(Dataset entries)
───

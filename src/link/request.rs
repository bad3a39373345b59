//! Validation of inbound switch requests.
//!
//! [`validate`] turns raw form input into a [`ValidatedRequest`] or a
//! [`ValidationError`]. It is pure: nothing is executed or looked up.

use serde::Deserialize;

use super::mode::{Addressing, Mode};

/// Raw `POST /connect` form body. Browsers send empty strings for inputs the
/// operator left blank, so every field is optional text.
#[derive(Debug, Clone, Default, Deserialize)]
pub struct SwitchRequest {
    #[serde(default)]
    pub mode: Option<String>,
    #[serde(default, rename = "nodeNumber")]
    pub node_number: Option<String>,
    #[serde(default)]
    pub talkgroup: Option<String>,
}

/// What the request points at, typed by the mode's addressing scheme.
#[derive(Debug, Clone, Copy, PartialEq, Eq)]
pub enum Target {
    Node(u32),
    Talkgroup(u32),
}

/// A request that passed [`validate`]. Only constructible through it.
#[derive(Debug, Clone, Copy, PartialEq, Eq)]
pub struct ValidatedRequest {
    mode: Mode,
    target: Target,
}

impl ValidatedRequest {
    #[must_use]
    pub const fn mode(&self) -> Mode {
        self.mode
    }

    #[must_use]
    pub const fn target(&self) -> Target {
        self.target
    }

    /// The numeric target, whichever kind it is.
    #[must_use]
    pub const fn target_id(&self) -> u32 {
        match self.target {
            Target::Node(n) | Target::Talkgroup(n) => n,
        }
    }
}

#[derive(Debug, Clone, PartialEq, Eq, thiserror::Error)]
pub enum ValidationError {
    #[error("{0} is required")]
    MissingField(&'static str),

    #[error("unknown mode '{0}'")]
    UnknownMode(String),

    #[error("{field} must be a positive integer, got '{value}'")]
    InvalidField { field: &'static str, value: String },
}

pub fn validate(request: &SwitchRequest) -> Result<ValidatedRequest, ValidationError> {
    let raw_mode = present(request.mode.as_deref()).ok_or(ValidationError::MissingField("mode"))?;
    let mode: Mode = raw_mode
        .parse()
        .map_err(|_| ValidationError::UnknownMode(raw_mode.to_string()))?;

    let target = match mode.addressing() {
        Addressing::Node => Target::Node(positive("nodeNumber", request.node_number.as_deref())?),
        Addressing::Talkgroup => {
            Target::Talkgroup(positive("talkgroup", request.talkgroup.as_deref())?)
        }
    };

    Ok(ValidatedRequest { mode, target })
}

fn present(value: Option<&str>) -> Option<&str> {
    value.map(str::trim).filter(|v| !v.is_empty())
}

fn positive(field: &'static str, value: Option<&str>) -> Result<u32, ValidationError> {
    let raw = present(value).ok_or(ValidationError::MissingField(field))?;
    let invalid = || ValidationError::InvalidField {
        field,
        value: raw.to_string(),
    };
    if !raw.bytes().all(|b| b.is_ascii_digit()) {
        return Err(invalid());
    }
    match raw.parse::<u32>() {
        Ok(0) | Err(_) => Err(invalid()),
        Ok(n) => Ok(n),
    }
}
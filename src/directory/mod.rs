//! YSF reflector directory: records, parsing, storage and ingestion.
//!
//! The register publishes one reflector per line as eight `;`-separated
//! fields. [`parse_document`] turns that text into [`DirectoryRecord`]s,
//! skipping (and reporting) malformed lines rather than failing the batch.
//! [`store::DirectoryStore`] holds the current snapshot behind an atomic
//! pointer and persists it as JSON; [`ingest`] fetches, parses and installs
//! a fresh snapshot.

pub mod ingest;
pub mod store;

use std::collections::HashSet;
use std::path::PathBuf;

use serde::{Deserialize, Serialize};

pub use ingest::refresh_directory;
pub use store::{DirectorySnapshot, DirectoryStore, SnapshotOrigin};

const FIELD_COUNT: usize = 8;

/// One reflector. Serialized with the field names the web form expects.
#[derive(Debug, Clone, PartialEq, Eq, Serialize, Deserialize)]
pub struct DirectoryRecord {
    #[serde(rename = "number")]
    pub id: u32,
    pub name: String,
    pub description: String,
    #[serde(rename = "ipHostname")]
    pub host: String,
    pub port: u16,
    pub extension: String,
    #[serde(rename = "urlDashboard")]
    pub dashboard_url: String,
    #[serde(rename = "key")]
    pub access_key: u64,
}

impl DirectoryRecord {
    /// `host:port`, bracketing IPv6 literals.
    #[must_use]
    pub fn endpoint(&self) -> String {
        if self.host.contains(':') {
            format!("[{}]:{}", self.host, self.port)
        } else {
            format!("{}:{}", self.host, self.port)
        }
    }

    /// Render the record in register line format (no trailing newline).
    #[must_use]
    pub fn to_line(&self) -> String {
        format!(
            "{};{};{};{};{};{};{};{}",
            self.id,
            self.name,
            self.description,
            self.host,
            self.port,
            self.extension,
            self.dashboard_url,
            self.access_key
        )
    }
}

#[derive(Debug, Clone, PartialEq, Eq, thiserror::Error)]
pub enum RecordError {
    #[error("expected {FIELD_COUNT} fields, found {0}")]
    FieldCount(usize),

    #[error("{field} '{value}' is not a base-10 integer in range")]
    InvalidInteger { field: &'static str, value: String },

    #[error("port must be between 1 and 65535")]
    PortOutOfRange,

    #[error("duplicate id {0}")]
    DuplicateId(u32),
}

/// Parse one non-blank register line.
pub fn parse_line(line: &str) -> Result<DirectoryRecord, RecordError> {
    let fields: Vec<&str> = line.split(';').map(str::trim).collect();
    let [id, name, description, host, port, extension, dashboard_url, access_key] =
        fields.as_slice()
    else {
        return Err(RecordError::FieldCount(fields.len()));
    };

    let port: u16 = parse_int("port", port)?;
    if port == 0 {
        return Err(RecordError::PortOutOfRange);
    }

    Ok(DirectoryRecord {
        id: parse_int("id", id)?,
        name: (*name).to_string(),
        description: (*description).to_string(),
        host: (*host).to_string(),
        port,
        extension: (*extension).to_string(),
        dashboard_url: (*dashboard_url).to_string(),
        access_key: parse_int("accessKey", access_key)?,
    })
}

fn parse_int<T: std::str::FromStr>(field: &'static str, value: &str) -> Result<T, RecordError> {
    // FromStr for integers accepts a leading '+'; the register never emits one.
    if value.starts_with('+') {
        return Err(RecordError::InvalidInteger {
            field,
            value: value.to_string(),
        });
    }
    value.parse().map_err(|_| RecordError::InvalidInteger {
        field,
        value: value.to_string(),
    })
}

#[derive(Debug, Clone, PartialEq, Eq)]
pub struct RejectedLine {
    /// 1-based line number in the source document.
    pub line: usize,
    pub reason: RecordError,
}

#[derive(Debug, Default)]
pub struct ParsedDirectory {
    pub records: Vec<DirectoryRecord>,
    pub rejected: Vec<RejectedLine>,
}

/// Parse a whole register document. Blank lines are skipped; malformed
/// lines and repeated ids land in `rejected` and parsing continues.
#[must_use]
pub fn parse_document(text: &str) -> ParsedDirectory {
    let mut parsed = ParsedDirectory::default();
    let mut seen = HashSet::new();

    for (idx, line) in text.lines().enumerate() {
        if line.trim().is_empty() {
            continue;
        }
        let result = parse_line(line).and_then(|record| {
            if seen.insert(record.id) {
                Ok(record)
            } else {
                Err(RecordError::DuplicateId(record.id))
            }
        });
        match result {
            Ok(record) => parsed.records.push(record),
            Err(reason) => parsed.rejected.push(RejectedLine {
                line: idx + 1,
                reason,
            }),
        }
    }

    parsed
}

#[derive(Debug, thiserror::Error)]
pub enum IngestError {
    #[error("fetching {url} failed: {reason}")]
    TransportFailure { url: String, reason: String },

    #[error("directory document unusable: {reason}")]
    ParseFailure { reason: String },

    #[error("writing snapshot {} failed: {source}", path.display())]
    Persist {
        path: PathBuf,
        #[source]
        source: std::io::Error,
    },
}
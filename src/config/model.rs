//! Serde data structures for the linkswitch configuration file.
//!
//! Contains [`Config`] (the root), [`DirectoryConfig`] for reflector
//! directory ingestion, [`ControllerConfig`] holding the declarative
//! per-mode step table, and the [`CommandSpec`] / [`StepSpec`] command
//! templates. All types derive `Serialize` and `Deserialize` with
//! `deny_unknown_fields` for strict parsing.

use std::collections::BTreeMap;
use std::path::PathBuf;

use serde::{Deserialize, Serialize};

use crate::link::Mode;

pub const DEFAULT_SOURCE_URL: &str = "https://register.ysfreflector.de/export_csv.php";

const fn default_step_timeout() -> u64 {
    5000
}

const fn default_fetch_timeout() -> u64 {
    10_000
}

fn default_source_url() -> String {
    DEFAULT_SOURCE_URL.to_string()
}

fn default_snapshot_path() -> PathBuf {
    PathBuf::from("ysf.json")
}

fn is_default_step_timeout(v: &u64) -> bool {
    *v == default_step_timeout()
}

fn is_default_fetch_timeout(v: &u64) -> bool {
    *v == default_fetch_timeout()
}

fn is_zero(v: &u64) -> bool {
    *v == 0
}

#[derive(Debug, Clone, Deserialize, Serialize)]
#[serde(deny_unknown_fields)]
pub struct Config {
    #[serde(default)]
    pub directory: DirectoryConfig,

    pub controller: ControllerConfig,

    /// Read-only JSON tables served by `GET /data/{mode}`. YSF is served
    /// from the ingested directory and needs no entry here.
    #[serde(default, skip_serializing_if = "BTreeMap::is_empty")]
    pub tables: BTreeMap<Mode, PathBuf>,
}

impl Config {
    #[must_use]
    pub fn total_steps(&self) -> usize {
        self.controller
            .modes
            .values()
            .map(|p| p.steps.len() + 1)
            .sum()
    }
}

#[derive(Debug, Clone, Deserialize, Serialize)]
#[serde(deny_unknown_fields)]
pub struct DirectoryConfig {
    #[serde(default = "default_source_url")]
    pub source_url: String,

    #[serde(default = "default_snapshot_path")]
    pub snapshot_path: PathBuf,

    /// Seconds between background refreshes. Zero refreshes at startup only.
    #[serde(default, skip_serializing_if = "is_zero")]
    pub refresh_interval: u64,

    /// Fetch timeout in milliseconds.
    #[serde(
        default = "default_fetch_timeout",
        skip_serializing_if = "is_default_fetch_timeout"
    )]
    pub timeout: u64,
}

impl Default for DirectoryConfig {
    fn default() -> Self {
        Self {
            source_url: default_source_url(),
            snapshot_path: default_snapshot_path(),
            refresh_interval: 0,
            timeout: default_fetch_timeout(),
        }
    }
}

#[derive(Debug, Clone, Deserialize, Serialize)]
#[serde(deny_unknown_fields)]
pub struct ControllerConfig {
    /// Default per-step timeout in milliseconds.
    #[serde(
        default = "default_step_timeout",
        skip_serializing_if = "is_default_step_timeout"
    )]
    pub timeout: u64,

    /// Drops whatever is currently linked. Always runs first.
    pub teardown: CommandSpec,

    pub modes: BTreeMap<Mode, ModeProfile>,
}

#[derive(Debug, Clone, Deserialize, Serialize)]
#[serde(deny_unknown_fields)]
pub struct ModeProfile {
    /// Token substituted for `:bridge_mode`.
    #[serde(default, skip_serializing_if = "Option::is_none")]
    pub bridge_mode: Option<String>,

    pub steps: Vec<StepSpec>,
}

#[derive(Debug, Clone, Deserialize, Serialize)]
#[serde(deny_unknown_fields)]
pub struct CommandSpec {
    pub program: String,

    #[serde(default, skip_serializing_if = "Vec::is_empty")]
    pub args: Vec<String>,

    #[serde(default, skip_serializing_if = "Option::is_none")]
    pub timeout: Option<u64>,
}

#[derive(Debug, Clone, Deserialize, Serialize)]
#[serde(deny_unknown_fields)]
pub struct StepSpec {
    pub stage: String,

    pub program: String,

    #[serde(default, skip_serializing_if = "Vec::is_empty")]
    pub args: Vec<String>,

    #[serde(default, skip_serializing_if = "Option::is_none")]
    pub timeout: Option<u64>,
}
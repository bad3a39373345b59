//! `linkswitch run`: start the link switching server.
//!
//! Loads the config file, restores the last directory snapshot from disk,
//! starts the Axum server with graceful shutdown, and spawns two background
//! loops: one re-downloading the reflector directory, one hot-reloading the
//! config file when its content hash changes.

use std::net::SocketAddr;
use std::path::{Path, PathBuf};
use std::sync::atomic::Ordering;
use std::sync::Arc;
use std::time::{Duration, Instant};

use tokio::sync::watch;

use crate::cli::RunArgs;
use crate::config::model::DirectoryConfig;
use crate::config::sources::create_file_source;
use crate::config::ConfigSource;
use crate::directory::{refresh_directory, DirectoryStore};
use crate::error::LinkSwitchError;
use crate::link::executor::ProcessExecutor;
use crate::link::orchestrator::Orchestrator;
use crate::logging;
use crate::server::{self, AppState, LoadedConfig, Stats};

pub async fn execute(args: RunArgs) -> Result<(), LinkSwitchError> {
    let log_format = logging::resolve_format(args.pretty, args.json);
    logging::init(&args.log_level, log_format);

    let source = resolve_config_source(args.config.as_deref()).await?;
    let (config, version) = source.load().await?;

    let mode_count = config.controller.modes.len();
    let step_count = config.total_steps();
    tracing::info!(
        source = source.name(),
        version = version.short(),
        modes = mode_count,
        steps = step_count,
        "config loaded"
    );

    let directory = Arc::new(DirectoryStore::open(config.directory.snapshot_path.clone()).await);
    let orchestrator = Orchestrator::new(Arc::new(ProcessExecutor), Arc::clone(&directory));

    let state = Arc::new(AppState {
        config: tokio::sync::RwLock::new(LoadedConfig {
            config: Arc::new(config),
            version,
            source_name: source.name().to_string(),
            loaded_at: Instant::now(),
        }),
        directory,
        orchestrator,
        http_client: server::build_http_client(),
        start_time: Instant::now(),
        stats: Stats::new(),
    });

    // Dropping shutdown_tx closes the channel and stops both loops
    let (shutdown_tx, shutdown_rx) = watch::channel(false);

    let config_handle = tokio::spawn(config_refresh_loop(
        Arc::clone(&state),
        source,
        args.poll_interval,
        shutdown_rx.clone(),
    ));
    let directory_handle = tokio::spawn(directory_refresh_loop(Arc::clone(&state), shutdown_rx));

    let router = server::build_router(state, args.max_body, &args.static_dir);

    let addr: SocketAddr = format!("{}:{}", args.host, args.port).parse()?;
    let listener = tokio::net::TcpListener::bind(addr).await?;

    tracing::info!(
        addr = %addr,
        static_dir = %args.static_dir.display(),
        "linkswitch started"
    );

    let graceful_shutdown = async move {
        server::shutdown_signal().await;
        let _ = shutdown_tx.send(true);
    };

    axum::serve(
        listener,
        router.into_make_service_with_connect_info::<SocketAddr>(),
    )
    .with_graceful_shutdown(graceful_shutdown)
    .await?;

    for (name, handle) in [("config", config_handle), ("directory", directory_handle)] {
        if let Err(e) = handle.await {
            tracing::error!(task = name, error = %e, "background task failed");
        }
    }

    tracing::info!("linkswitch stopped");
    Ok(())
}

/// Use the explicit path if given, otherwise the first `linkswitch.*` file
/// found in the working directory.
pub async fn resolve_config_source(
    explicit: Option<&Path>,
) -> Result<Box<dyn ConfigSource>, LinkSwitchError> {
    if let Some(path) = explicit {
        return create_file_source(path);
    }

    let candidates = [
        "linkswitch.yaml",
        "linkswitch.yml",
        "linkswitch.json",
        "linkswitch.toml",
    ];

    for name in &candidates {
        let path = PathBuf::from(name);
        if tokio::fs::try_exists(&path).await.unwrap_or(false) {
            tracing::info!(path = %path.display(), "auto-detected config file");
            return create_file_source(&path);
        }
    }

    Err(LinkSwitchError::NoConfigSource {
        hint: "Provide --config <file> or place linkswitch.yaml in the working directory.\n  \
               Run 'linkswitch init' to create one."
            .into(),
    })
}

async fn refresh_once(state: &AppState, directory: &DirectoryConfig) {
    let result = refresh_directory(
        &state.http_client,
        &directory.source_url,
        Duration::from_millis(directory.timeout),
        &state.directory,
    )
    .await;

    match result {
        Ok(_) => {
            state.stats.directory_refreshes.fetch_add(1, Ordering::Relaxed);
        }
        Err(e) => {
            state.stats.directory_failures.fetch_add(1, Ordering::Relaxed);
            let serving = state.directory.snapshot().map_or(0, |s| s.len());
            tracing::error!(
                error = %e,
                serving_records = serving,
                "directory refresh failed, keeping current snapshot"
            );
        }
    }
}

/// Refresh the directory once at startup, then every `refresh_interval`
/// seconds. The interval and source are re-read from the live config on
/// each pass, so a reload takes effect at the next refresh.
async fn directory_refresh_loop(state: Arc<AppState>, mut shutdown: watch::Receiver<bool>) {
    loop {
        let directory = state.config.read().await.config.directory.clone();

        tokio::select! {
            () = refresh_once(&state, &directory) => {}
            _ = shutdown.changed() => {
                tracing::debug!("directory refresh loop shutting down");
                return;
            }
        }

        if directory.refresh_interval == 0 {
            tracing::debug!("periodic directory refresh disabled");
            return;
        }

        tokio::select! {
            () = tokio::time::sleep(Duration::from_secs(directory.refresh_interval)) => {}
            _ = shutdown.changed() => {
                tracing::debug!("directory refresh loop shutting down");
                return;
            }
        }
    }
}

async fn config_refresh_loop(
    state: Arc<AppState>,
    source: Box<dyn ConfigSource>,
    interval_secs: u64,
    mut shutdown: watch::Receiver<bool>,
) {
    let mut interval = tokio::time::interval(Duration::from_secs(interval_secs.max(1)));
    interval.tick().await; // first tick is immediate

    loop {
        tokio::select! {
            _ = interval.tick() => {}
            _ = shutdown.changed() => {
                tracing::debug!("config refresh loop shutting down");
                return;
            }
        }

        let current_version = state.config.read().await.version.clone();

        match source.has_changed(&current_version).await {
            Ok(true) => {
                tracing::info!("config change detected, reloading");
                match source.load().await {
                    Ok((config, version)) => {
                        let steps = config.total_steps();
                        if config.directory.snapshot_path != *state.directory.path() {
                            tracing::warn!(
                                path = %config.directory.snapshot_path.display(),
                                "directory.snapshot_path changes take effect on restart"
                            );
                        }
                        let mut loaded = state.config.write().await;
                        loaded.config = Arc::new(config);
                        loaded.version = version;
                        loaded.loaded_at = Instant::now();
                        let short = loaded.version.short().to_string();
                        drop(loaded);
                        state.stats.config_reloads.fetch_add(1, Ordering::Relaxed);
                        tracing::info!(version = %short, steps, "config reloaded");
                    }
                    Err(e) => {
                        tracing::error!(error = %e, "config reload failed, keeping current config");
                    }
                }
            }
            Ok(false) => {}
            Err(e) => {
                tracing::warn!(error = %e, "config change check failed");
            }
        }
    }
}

───

• **TASK**:
Collect every line above that contains the word "startup".

• **RESPONSE TO THE EXERCISE**:
    /// Seconds between background refreshes. Zero refreshes at startup only.
/// Refresh the directory once at startup, then every `refresh_interval`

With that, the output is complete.